1.Isn’t the payer required to send a STC segment in the 277 at least at in Loop 2200B in order to send a compliant transaction, regardless of their 276 requirement?
2.The 276 situational rule for Segment REF-Payer Claim Control Number (Qualifier 1K) in the 276 reads “Required when the Information Receiver knows the payer assigned number and intends the search criteria be narrowed to a specific claim. If not required by this implementation guide, do not send.” This payer does not supply an ICN electronically on a claim ack report, therefore the Provider would not know the payer assigned number without calling the Payer first to which they could verbally acquire claim status making the 276/277 process not needed.
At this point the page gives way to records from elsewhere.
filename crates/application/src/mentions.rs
//! 提及校验。
//!
//! 发送方声称的提及列表只是建议；投递时刻哪些提及有效由服务端裁决：
//! 只保留当前在线且不是发送者本人的身份，并去重。

use domain::UserId;

use crate::presence::PresenceTracker;

/// 过滤文本消息的提及列表，返回投递时刻有效的提及集合。
///
/// 客户端未提供列表时，退回到从正文按 `@word` 模式提取候选。
pub fn validate_mentions(
    claimed: &[UserId],
    content: &str,
    sender: &UserId,
    presence: &PresenceTracker,
) -> Vec<UserId> {
    let candidates: Vec<UserId> = if claimed.is_empty() {
        extract_mentions(content)
    } else {
        claimed.to_vec()
    };

    let mut validated = Vec::new();
    for candidate in candidates {
        if candidate == *sender {
            continue;
        }
        if !presence.contains(&candidate) {
            continue;
        }
        if validated.contains(&candidate) {
            continue;
        }
        validated.push(candidate);
    }
    validated
}

/// 按客户端使用的 `@(\w+)` 模式从正文提取候选提及。
fn extract_mentions(content: &str) -> Vec<UserId> {
    let mut candidates = Vec::new();
    let mut rest = content;
    while let Some(at) = rest.find('@') {
        let after = &rest[at + 1..];
        let end = after
            .char_indices()
            .find(|(_, c)| !(c.is_ascii_alphanumeric() || *c == '_'))
            .map(|(index, _)| index)
            .unwrap_or(after.len());
        if end > 0 {
            if let Ok(user) = UserId::parse(&after[..end]) {
                candidates.push(user);
            }
            rest = &after[end..];
        } else {
            // @ 后面紧跟的不是词字符，从 @ 之后继续扫描
            rest = after;
        }
    }
    candidates
}

#[cfg(test)]
mod tests {
    use super::*;

    fn user(name: &str) -> UserId {
        UserId::parse(name).unwrap()
    }

    fn presence_with(names: &[&str]) -> PresenceTracker {
        let mut tracker = PresenceTracker::new();
        for name in names {
            tracker.upsert(user(name), "t");
        }
        tracker
    }

    #[test]
    fn offline_mentions_are_dropped() {
        // alice 独自在线时 @bob 无效
        let presence = presence_with(&["alice"]);
        let result = validate_mentions(&[user("bob")], "@bob hi", &user("alice"), &presence);
        assert!(result.is_empty());
    }

    #[test]
    fn sender_cannot_mention_self() {
        let presence = presence_with(&["alice", "bob"]);
        let result = validate_mentions(
            &[user("alice"), user("bob")],
            "@alice @bob",
            &user("alice"),
            &presence,
        );
        assert_eq!(result, vec![user("bob")]);
    }

    #[test]
    fn duplicates_collapse_to_one() {
        let presence = presence_with(&["alice", "bob"]);
        let result = validate_mentions(
            &[user("bob"), user("bob")],
            "@bob @bob",
            &user("alice"),
            &presence,
        );
        assert_eq!(result, vec![user("bob")]);
    }

    #[test]
    fn falls_back_to_extracting_from_content() {
        let presence = presence_with(&["alice", "bob", "carol"]);
        let result = validate_mentions(&[], "hey @bob and @carol!", &user("alice"), &presence);
        assert_eq!(result, vec![user("bob"), user("carol")]);
    }

    #[test]
    fn extraction_stops_at_non_word_characters() {
        let presence = presence_with(&["alice", "bob"]);
        let result = validate_mentions(&[], "@bob, look", &user("alice"), &presence);
        assert_eq!(result, vec![user("bob")]);

        // 单独的 @ 不产生候选
        let result = validate_mentions(&[], "a @ b", &user("alice"), &presence);
        assert!(result.is_empty());
    }
}
//! 历史快照存储抽象。
//!
//! 每次变更后整体重写一份保留消息的 JSON 数组，没有增量日志。
//! 具体介质由基础设施层实现。

use async_trait::async_trait;
use domain::ChatMessage;
use thiserror::Error;

/// 快照存储错误类型
#[derive(Debug, Error)]
pub enum StorageError {
    #[error("快照读取失败: {0}")]
    Load(String),

    #[error("快照写入失败: {0}")]
    Save(String),

    #[error("快照数据损坏: {0}")]
    Corrupt(String),
}

impl StorageError {
    pub fn load(message: impl Into<String>) -> Self {
        Self::Load(message.into())
    }

    pub fn save(message: impl Into<String>) -> Self {
        Self::Save(message.into())
    }

    pub fn corrupt(message: impl Into<String>) -> Self {
        Self::Corrupt(message.into())
    }
}

/// 全量快照读写。
#[cfg_attr(any(test, feature = "testing"), mockall::automock)]
#[async_trait]
pub trait SnapshotStore: Send + Sync {
    /// 读取上次持久化的全部消息。介质中尚无快照时返回空序列。
    async fn load(&self) -> Result<Vec<ChatMessage>, StorageError>;

    /// 整体重写快照。
    async fn save(&self, messages: &[ChatMessage]) -> Result<(), StorageError>;
}

/// 内存实现的快照存储（用于测试）
pub mod memory {
    use super::*;
    use tokio::sync::RwLock;

    #[derive(Default)]
    pub struct MemorySnapshotStore {
        messages: RwLock<Vec<ChatMessage>>,
    }

    impl MemorySnapshotStore {
        pub fn new() -> Self {
            Self::default()
        }

        pub async fn stored(&self) -> Vec<ChatMessage> {
            self.messages.read().await.clone()
        }
    }

    #[async_trait]
    impl SnapshotStore for MemorySnapshotStore {
        async fn load(&self) -> Result<Vec<ChatMessage>, StorageError> {
            Ok(self.messages.read().await.clone())
        }

        async fn save(&self, messages: &[ChatMessage]) -> Result<(), StorageError> {
            *self.messages.write().await = messages.to_vec();
            Ok(())
        }
    }
}
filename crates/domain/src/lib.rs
//! 领域模型层。
//!
//! 定义聊天消息、反应、在线用户等核心实体，以及客户端/服务端的
//! 线路协议帧。不依赖任何传输或存储细节。

pub mod errors;
pub mod message;
pub mod presence;
pub mod protocol;
pub mod value_objects;

pub use errors::{DomainError, DomainResult};
pub use message::{ChatMessage, FileBody, MessageBody, MessageKind, ReactionEntry};
pub use presence::OnlineUser;
pub use protocol::{ClientFrame, ServerFrame};
pub use value_objects::UserId;
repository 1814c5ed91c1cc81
//! 统一配置中心
//!
//! 提供应用的全局配置管理，包括：
//! - 服务监听地址
//! - 历史记录容量与快照文件
//! - 广播通道容量

use serde::{Deserialize, Serialize};
use std::env;

/// 全局应用配置
#[derive(Debug, Clone, Serialize, Deserialize)]
pub struct AppConfig {
    /// 服务配置
    pub server: ServerConfig,
    /// 历史记录配置
    pub history: HistoryConfig,
    /// 广播器配置
    pub broadcast: BroadcastConfig,
}

/// 服务器配置
#[derive(Debug, Clone, Serialize, Deserialize)]
pub struct ServerConfig {
    pub host: String,
    pub port: u16,
}

/// 历史记录配置
#[derive(Debug, Clone, Serialize, Deserialize)]
pub struct HistoryConfig {
    /// 保留的最大消息条数
    pub capacity: usize,
    /// 快照文件路径
    pub snapshot_path: String,
}

/// 广播器配置
#[derive(Debug, Clone, Serialize, Deserialize)]
pub struct BroadcastConfig {
    pub capacity: usize,
}

impl AppConfig {
    /// 从环境变量加载配置
    /// 对于关键配置（HISTORY_SNAPSHOT_PATH），如果环境变量不存在将会 panic
    /// 这确保了生产环境中不会把聊天记录写到意料之外的位置
    pub fn from_env() -> Self {
        Self {
            server: ServerConfig {
                host: env::var("SERVER_HOST").unwrap_or_else(|_| "127.0.0.1".to_string()),
                port: env::var("SERVER_PORT")
                    .ok()
                    .and_then(|s| s.parse().ok())
                    .unwrap_or(3000),
            },
            history: HistoryConfig {
                capacity: env::var("HISTORY_CAPACITY")
                    .ok()
                    .and_then(|s| s.parse().ok())
                    .unwrap_or(100),
                snapshot_path: env::var("HISTORY_SNAPSHOT_PATH")
                    .expect("HISTORY_SNAPSHOT_PATH environment variable is required for production safety"),
            },
            broadcast: BroadcastConfig {
                capacity: env::var("BROADCAST_CAPACITY")
                    .ok()
                    .and_then(|s| s.parse().ok())
                    .unwrap_or(256),
            },
        }
    }

    /// 从环境变量加载配置，开发环境版本
    /// 提供默认快照路径，仅用于测试和开发
    pub fn from_env_with_defaults() -> Self {
        Self {
            server: ServerConfig {
                host: env::var("SERVER_HOST").unwrap_or_else(|_| "127.0.0.1".to_string()),
                port: env::var("SERVER_PORT")
                    .ok()
                    .and_then(|s| s.parse().ok())
                    .unwrap_or(3000),
            },
            history: HistoryConfig {
                capacity: env::var("HISTORY_CAPACITY")
                    .ok()
                    .and_then(|s| s.parse().ok())
                    .unwrap_or(100),
                snapshot_path: env::var("HISTORY_SNAPSHOT_PATH")
                    .unwrap_or_else(|_| "chat_history.json".to_string()),
            },
            broadcast: BroadcastConfig {
                capacity: env::var("BROADCAST_CAPACITY")
                    .ok()
                    .and_then(|s| s.parse().ok())
                    .unwrap_or(256),
            },
        }
    }

    /// 验证配置有效性
    pub fn validate(&self) -> Result<(), ConfigError> {
        if self.history.capacity == 0 {
            return Err(ConfigError::InvalidHistoryConfig(
                "history capacity must be greater than 0".to_string(),
            ));
        }

        if self.history.snapshot_path.trim().is_empty() {
            return Err(ConfigError::InvalidHistoryConfig(
                "snapshot path cannot be empty".to_string(),
            ));
        }

        if self.broadcast.capacity == 0 {
            return Err(ConfigError::InvalidBroadcastConfig(
                "broadcast capacity must be greater than 0".to_string(),
            ));
        }

        if self.server.host.trim().is_empty() {
            return Err(ConfigError::InvalidServerConfig(
                "server host cannot be empty".to_string(),
            ));
        }

        Ok(())
    }
}

/// 配置错误类型
#[derive(Debug, thiserror::Error)]
pub enum ConfigError {
    #[error("Invalid server configuration: {0}")]
    InvalidServerConfig(String),
    #[error("Invalid history configuration: {0}")]
    InvalidHistoryConfig(String),
    #[error("Invalid broadcast configuration: {0}")]
    InvalidBroadcastConfig(String),
    #[error("Environment variable error: {0}")]
    EnvVarError(#[from] std::env::VarError),
}

impl Default for AppConfig {
    /// 默认配置使用开发环境版本
    /// 注意：生产环境应该明确调用 from_env() 而不是依赖默认值
    fn default() -> Self {
        Self::from_env_with_defaults()
    }
}
use chrono::{DateTime, SecondsFormat, Utc};

pub trait Clock: Send + Sync {
    fn now(&self) -> DateTime<Utc>;

    /// 线路格式的当前时间：毫秒精度的 RFC 3339 UTC 字符串，
    /// 与浏览器端 `toISOString()` 产生的形状一致。
    fn now_wire(&self) -> String {
        self.now().to_rfc3339_opts(SecondsFormat::Millis, true)
    }
}

#[derive(Debug, Default)]
pub struct SystemClock;

impl Clock for SystemClock {
    fn now(&self) -> DateTime<Utc> {
        Utc::now()
    }
}

#[cfg(test)]
mod tests {
    use super::*;

    #[test]
    fn wire_format_matches_to_iso_string() {
        let clock = SystemClock;
        let wire = clock.now_wire();
        // 形如 2025-01-01T00:00:00.000Z
        assert!(wire.ends_with('Z'));
        assert_eq!(wire.len(), 24);
    }
}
Can a payer require the REF 1K in the 276 if they don’t electronically supply the ICN to the provider to begin with?
The 005010X212 - 277 Response requires an STC segment (status message) be reported at the most appropriate level of the transaction. An STC segment is required at the 2200B when rejecting the request at the Information Source or Information Receiver level. An STC segment is required at the 2200C when rejecting the request/inquiry at the provider level. An STC segment is required at the 2200D (Subscriber) or 2200E (Dependent) when responding at the Subscriber or Dependent level and the previous STC segments (2200B or 2200C) have not been returned.
The 005010X212 - 276 Request 2200D/E REF-Payer Claim Control Number is a Situational element with a usage rule that states: 'Required when the Information Receiver knows the payer assigned number and intends the search criteria be narrowed to a specific claim. If not required by this implementation guide, do not send.' Based on the segment rule, submission of the Payer Claim Control Number is entirely at the discretion of the 276 submitter (provider). The payer cannot require the Payer Claim Control Number be submitted on the 276 Claims Status Inquiry Transaction.
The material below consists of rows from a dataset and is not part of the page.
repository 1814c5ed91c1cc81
use serde::{Deserialize, Serialize};

use crate::value_objects::UserId;

/// 在线用户记录。
///
/// lastActive 由该用户最近一条非撤回消息的时间戳刷新。
#[derive(Debug, Clone, PartialEq, Eq, Serialize, Deserialize)]
pub struct OnlineUser {
    #[serde(rename = "userId")]
    pub user_id: UserId,
    #[serde(rename = "lastActive")]
    pub last_active: String,
}
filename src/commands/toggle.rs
use anyhow::{Context, Result};

use super::Command;
use crate::app::context::AppContext;
use crate::core::marker::{self, DUMMY_MARKER};

pub struct ToggleCommand;

impl Command for ToggleCommand {
    fn run(&self, ctx: &AppContext) -> Result<()> {
        let path = ctx.repo_root.join(&ctx.cfg.file);
        let written = marker::toggle(&path, &DUMMY_MARKER)
            .with_context(|| format!("failed to toggle marker in {}", ctx.cfg.file))?;
        println!("{written} bytes written to {}", ctx.cfg.file);
        Ok(())
    }
}
use anyhow::Result;

use super::Command;
use crate::app::context::AppContext;
use crate::core::git::SystemGit;
use crate::core::workflow::run_workflow;

pub struct RunCommand;

impl Command for RunCommand {
    fn run(&self, ctx: &AppContext) -> Result<()> {
        run_workflow(&SystemGit, &ctx.cfg, &ctx.repo_root)
    }
}
use std::fs;
use std::path::Path;

use anyhow::{Context, Result};

/// The marker comment literals. Immutable; passed explicitly into the toggler.
/// A flip replaces the span of whichever literal is currently present.
#[derive(Debug, Clone, Copy)]
pub struct MarkerSpec {
    pub prefix: &'static str,
    pub on: &'static str,
    pub off: &'static str,
}

pub const DUMMY_MARKER: MarkerSpec = MarkerSpec {
    prefix: "\n<!-- dummy commit: ",
    on: "\n<!-- dummy commit: on -->\n",
    off: "\n<!-- dummy commit: off -->\n",
};

/// Toggle the marker comment in `path` between its on and off states,
/// appending the on state if the marker is absent.
/// Returns the number of marker bytes written.
///
/// # Errors
/// Returns an error if the file cannot be read or written.
pub fn toggle(path: &Path, spec: &MarkerSpec) -> Result<usize> {
    let mut contents = fs::read_to_string(path)
        .with_context(|| format!("failed to read {}", path.display()))?;

    let written = match contents.find(spec.prefix) {
        None => {
            contents.push_str(spec.on);
            spec.on.len()
        }
        Some(idx) => {
            let (cur, next) = if is_on(&contents, spec) {
                (spec.on, spec.off)
            } else {
                (spec.off, spec.on)
            };
            let end = (idx + cur.len()).min(contents.len());
            contents.replace_range(idx..end, next);
            next.len()
        }
    };

    fs::write(path, &contents).with_context(|| format!("failed to write {}", path.display()))?;
    Ok(written)
}

/// Whether the marker is present and in its on state.
fn is_on(contents: &str, spec: &MarkerSpec) -> bool {
    contents.contains(spec.on)
}
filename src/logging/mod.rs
pub mod init;
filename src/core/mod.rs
pub mod git;
pub mod marker;
pub mod workflow;
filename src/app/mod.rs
pub mod context;
use clap::{ArgAction, Parser, Subcommand};

/// git-squashup command-line interface
#[derive(Parser, Debug, Clone)]
#[command(name = "git-squashup", version, about = "Fold README marker churn into a single dummy commit via fixup + autosquash", long_about = None)]
pub struct Cli {
    /// Increase verbosity (-v, -vv). `RUST_LOG` overrides this.
    #[arg(short, long, action = ArgAction::Count)]
    pub verbose: u8,

    #[command(subcommand)]
    pub command: Commands,
}

#[derive(Subcommand, Debug, Clone)]
pub enum Commands {
    /// Toggle the marker, fixup into the dummy commit, autosquash, force-push
    Run,

    /// Toggle the README marker and print the number of bytes written
    Toggle,

    /// List the commits between the protected branch and the current branch
    Commits,
}
use std::io::ErrorKind;
use std::process::{Command, Stdio};

use anyhow::{Context, Result, anyhow, bail};

/// Process execution seam for the git binary.
///
/// The workflow driver only talks to this trait, so tests can substitute a
/// recording fake instead of spawning real processes.
pub trait GitRunner {
    /// Run git with the given arguments and return captured stdout.
    /// A non-zero exit surfaces the tool's stderr verbatim.
    ///
    /// # Errors
    /// Returns an error if git cannot be spawned or exits non-zero.
    fn output(&self, args: &[&str]) -> Result<String>;

    /// Run git with inherited stdio (commit, rebase -i, push all want a
    /// terminal). Blocks until the child exits.
    ///
    /// # Errors
    /// Returns an error if git cannot be spawned or exits non-zero.
    fn run(&self, args: &[&str]) -> Result<()>;
}

/// Runner backed by the real `git` executable on PATH.
#[derive(Debug, Clone, Copy, Default)]
pub struct SystemGit;

fn spawn_error(err: std::io::Error) -> anyhow::Error {
    if err.kind() == ErrorKind::NotFound {
        anyhow!("unable to find git executable in PATH, please install git before retrying")
    } else {
        anyhow::Error::new(err).context("failed to spawn git")
    }
}

impl GitRunner for SystemGit {
    fn output(&self, args: &[&str]) -> Result<String> {
        let out = Command::new("git")
            .args(args)
            .stdin(Stdio::null())
            .output()
            .map_err(spawn_error)?;

        if !out.status.success() {
            let stderr = String::from_utf8_lossy(&out.stderr);
            bail!(
                "git {} failed ({}): {}",
                args.join(" "),
                out.status,
                stderr.trim()
            );
        }

        String::from_utf8(out.stdout).context("git produced non-UTF-8 output")
    }

    fn run(&self, args: &[&str]) -> Result<()> {
        let status = Command::new("git")
            .args(args)
            .stdin(Stdio::inherit())
            .stdout(Stdio::inherit())
            .stderr(Stdio::inherit())
            .status()
            .map_err(spawn_error)?;

        if !status.success() {
            bail!("git {} exited with {}", args.join(" "), status);
        }
        Ok(())
    }
}
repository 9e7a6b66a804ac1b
use std::path::PathBuf;

use anyhow::Result;

use crate::config::SquashupConfig;

#[derive(Debug, Clone)]
pub struct AppContext {
    pub repo_root: PathBuf,
    pub cfg: SquashupConfig,
    pub verbosity: u8,
}

impl AppContext {
    pub fn new(repo_root: PathBuf, cfg: SquashupConfig, verbosity: u8) -> Self {
        Self {
            repo_root,
            cfg,
            verbosity,
        }
    }

    /// Convenience constructor loading config from repo root.
    pub fn from_repo(verbosity: u8) -> Result<Self> {
        let root = crate::core::git::repo_root()?;
        let cfg = SquashupConfig::load(&root)?;
        Ok(Self::new(root, cfg, verbosity))
    }
}
use anyhow::{Context, Result};

use super::runner::GitRunner;

/// Read the checked-out branch for the repository. Detached HEAD is an
/// error (`symbolic-ref --quiet` exits non-zero with no output).
///
/// # Errors
/// Returns an error if HEAD is detached or the invocation fails.
pub fn current_branch(runner: &dyn GitRunner) -> Result<String> {
    let output = runner
        .output(&["symbolic-ref", "--quiet", "HEAD"])
        .context("failed to resolve HEAD (detached?)")?;
    Ok(short_branch_name(&output))
}

/// First line of `symbolic-ref` output with the `refs/heads/` prefix
/// stripped.
fn short_branch_name(output: &str) -> String {
    let first = output.lines().next().unwrap_or("");
    first.strip_prefix("refs/heads/").unwrap_or(first).to_string()
}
Even if the payer does supply the Payer Claim Control Number on a 277 Claim Acknowledgement or some other type of proprietary acknowledgement, the provider is not required to send that number in the 276. The 276/277 allows the provider to submit 'open-ended' requests for a specific Subscriber or Dependent using varying pieces of data, including a service date range. The provider decides when they want the payer to narrow the request to a specific claim by sending the Payer Claim Control Number as part of their request information.